"Doesn't seem to hurt Court very much," declared Charlie. "He nearly talked an arm off of me and Furman Hatch this morning,—and it certainly seemed to be a real pleasure for him to cuss. I really think he'll get well quicker if you drop in for a chat with him, Mr. Blythe."

"It would be very nice," said Alix warmly, "if you could run in for a few minutes—"

"Sure I will," cried the young man. "This afternoon, Mr. Webster,—about half-past two?"

"Any time suits me," said the obliging Mr. Webster. As if struck by something irresistibly funny, he suddenly put his hand to his mouth and got very red in the face. After an illy-suppressed snort or two, he coughed violently, and then stammered: "Excuse me. I was just thinking about—er—about something funny. I'm always doing some fool thing like that. This was about Ed Jones's dog,—wouldn't be the least bit funny to anybody but me, so I won't tell you about it. Two-thirty it is, then? I'll meet you up at Alix's. It's only a step."

"Will you tell Mr. Thane that you are bringing Mr. Blythe to see him this afternoon, Charlie?" said Alix. "You said he was threatening to disobey the doctor's—"

"You leave it to me, Alix," broke in Charlie reassuringly. "Trust me to see that he don't escape."

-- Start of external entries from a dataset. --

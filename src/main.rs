//! Main entry point for the zipstream CLI application.
//!
//! This binary reads a ZIP archive front to back from a local file, stdin,
//! or an HTTP URL, and lists or extracts entries while the data arrives.

use anyhow::Result;
use clap::Parser;
use log::LevelFilter;
use std::path::{Path, PathBuf};

use zipstream::output::{format_size, EntryFilter, ExtractHandler, ListHandler, Target};
use zipstream::{ChunkSource, Cli, HttpStreamSource, ReaderSource, StreamExtractor, UnzipOptions};

/// Application entry point.
///
/// Parses command-line arguments and dispatches on the kind of source.
#[tokio::main]
async fn main() -> Result<()> {
    let cli = Cli::parse();

    let mut logger = env_logger::Builder::from_default_env();
    if cli.debug {
        logger.filter_module("zipstream", LevelFilter::Debug);
    }
    logger.init();

    let options = UnzipOptions::new()
        .debug(cli.debug)
        .drain_all(cli.is_list());

    if cli.is_http_url() {
        let source = HttpStreamSource::new(&cli.file).await?;
        let mut extractor = StreamExtractor::new(source, options);
        process_zip(&mut extractor, &cli).await?;

        // Display network transfer statistics for HTTP sources
        if !cli.is_quiet() {
            let source = extractor.source();
            let transferred = format_size(source.transferred_bytes());
            match source.content_length() {
                Some(total) => eprintln!(
                    "\nTotal bytes transferred: {} of {}",
                    transferred,
                    format_size(total)
                ),
                None => eprintln!("\nTotal bytes transferred: {}", transferred),
            }
        }
    } else if cli.is_stdin() {
        let source = ReaderSource::stdin().with_chunk_size(cli.chunk_size);
        process_zip(&mut StreamExtractor::new(source, options), &cli).await?;
    } else {
        let source = ReaderSource::open(Path::new(&cli.file))
            .await?
            .with_chunk_size(cli.chunk_size);
        process_zip(&mut StreamExtractor::new(source, options), &cli).await?;
    }

    Ok(())
}

/// Process a ZIP stream based on CLI options.
///
/// - List mode (`-l` or `-v`): Display entries as their headers arrive
/// - Pipe mode (`-p`): Write selected entries to stdout
/// - Extract mode: Write selected entries below `-d` or the current directory
async fn process_zip<S: ChunkSource>(extractor: &mut StreamExtractor<S>, cli: &Cli) -> Result<()> {
    if cli.is_list() {
        let mut handler = ListHandler::new(tokio::io::stdout(), cli.verbose);
        handler.header().await?;
        extractor.run(&mut handler).await?;
        return handler.footer().await;
    }

    let filter = EntryFilter::from_cli(cli);
    let target = if cli.pipe {
        Target::Pipe(tokio::io::stdout())
    } else {
        Target::Dir {
            root: cli
                .extract_dir
                .as_ref()
                .map(PathBuf::from)
                .unwrap_or_default(),
            junk_paths: cli.junk_paths,
            never_overwrite: cli.never_overwrite,
            overwrite: cli.overwrite,
        }
    };

    let mut handler = ExtractHandler::new(target, filter, cli.is_quiet());
    extractor.run(&mut handler).await?;

    if !cli.is_very_quiet() && !cli.pipe {
        eprintln!(
            "{} of {} entries extracted",
            handler.extracted(),
            extractor.entries()
        );
    }
    Ok(())
}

A little before two-thirty, tall Mr. Blythe, one time Captain in the Field Artillery, and short Mr. Webster wended their way through the once busy stableyard in the rear of Dowd's Tavern. Charlie gave his companion a brief history of the Tavern and indicated certain venerable and venerated objects of interest,—such as the ancient log watering-trough (hewn in 1832); the rain-barrels, ash-hoppers and fodder cribs (dating back to Civil War days), the huge kettle suspended from a thick iron bar the ends of which were supported by rusty standards, where apple-butter was made at one season of the year, lye at another, and where lard was rendered at butchering-time. He took him into the wagon-shed and showed him the rickety high-wheeled, top-heavy carriage used by the first of the Dowds back in the forties, now ready to fall to pieces at the slightest ungentle shake; the once gaudy sleigh with its great curved "runners"; and over in a dark corner two long barrelled rifles with rusty locks and rotten stocks, that once upon a time cracked the doom of deer and wolf and fox, of catamount and squirrel and coon, of wild turkeys and geese and ducks—to say nothing of an occasional horsethief.

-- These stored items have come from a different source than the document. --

use async_trait::async_trait;
use reqwest::{Client, Response};
use std::time::Duration;

use super::ChunkSource;
use anyhow::{bail, Result};

/// Streaming HTTP reader for remote ZIP files
///
/// Issues a single GET request and hands out the response body as it
/// arrives, so the archive is never held in memory as a whole.
pub struct HttpStreamSource {
    response: Response,
    content_length: Option<u64>,
    transferred_bytes: u64,
}

impl HttpStreamSource {
    /// Open a streaming GET request
    ///
    /// Connecting is retried on timeouts and connection errors; once the
    /// body is streaming, errors are returned as is.
    pub async fn new(url: &str) -> Result<Self> {
        Self::with_retries(url, 10).await
    }

    pub async fn with_retries(url: &str, max_retry: u32) -> Result<Self> {
        let client = Client::builder()
            .connect_timeout(Duration::from_secs(30))
            .build()?;

        let mut retry_count = 0;
        let response = loop {
            match client.get(url).send().await {
                Ok(resp) => break resp,
                Err(e) if e.is_timeout() || e.is_connect() => {
                    retry_count += 1;
                    if retry_count >= max_retry {
                        bail!("Max retries exceeded");
                    }
                    log::warn!(
                        "Connection error, retry {}/{}: {}",
                        retry_count, max_retry, e
                    );
                    tokio::time::sleep(Duration::from_millis(500 * retry_count as u64)).await;
                }
                Err(e) => return Err(e.into()),
            }
        };

        if !response.status().is_success() {
            bail!("HTTP request failed with status: {}", response.status());
        }

        let content_length = response.content_length();
        Ok(Self {
            response,
            content_length,
            transferred_bytes: 0,
        })
    }

    /// Size announced by the server, if any
    pub fn content_length(&self) -> Option<u64> {
        self.content_length
    }

    /// Get total bytes transferred from network
    pub fn transferred_bytes(&self) -> u64 {
        self.transferred_bytes
    }
}

#[async_trait]
impl ChunkSource for HttpStreamSource {
    async fn next_chunk(&mut self) -> Result<Option<Vec<u8>>> {
        match self.response.chunk().await? {
            Some(bytes) => {
                self.transferred_bytes += bytes.len() as u64;
                Ok(Some(bytes.to_vec()))
            }
            None => Ok(None),
        }
    }
}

"They say old man Dowd could shoot the eye out of a squirrel three hundreds yards away with one of these rifles," announced Charlie; "and it was no trick at all for him to nip a wild turkey's head off at five hundred yards. I'll bet you didn't run up against any such shooting as that over in France."

Blythe shook his head. "No such rifle shooting, I grant you. But what would you say to a German cannon twelve miles away landing ten shells in succession on a battery half as big as this stable without even being able to see the thing they were shooting at?"

"I give up," said Charlie gloomily. "Old man Dowd was SOME liar, but, my gosh, he couldn't hold a—well, my respect for the American Army is greater than it ever was, I'll say that, Captain. Dan Dowd was the rankest kind of an amateur."